While this certainly has a wider reach than just the fashion industry, the bill was backed by the Model Alliance, an organization that seeks to protect models from the predatory behaviors of the fashion industry. Over the last decade, many models have reported abuse during their time working, with no legal recourse at their disposal. "Some of the most high profile villains that the #metoo movement unmasked — like Jeffrey Epstein and Harvey Weinstein — preyed on models; a uniquely vulnerable workforce due to the predatory labor structure that leaves young women and girls trapped in a cycle of debt and dependence,” Model Alliance Executive Director Sara Ziff said in a statement. “The Adult Survivors Act will hopefully provide a pathway to healing for individuals as well as necessary accountability for the industry at large.”

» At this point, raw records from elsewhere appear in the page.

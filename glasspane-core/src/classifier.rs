//! Resource content classifier: maps a content-type tag to the rendering
//! surface configuration for it. The system's single entry point; an
//! unsupported tag becomes an error the caller turns into a fallback
//! display, never a panic.

use crate::error::{CoreError, CoreResult};
use crate::resource::{origin_of, ContentType, UiResource};
use crate::surface::SurfaceSpec;

pub fn classify(resource: &UiResource) -> CoreResult<SurfaceSpec> {
    match resource.content_type {
        // Markup may run its own scripts, but sees no host storage,
        // cookies, or window references, and cannot navigate.
        ContentType::Markup => Ok(SurfaceSpec {
            mode: ContentType::Markup,
            allow_scripts: true,
            storage_access: false,
            allowed_origin: None,
            block_navigation: true,
            block_popups: true,
        }),
        // External references get same-origin access to their own origin
        // only; top-level navigation and popups stay blocked.
        ContentType::ExternalReference => Ok(SurfaceSpec {
            mode: ContentType::ExternalReference,
            allow_scripts: true,
            storage_access: false,
            allowed_origin: origin_of(&resource.payload),
            block_navigation: true,
            block_popups: true,
        }),
        // Scripted programs run in the executor; the surface itself only
        // renders the projected native tree, never raw provider text.
        ContentType::ScriptedProgram => Ok(SurfaceSpec {
            mode: ContentType::ScriptedProgram,
            allow_scripts: false,
            storage_access: false,
            allowed_origin: None,
            block_navigation: true,
            block_popups: true,
        }),
        ContentType::Unknown => Err(CoreError::UnsupportedContentType {
            uri: resource.uri.clone(),
        }),
    }
}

A Leaked Police Report Reveals Thousands of Detained Ugyhurs
According to BBC, a leaked Chinese police report shows photos of detainees and details an alleged shoot-to-kill policy for people who try to escape. The US ambassador to the United Nations, Linda Thomas-Greenfield, tweeted, “Horrified by the Xinjiang Police Files, which spotlight China’s mass incarceration of Uyghurs and other ethnic and religious minorities.”
Fashion brands have been impacted by this crisis because of the large amount of cotton that comes from Xianjiang. In early May, scientists claimed that they found traces of Xianjiang cotton in garments from major brands like Puma and Adidas, despite promises to stop all use of it. Others have made these commitments, but have not gone so far as to call out the government.
In a statement, the Council on American-Islamic Relations (CAIR), an advocacy group said, "In addition, every nation around the world — especially Muslim nations doing business with China — must unite to demand an end to the genocide of Uyghur Muslims. Never again must truly mean never again."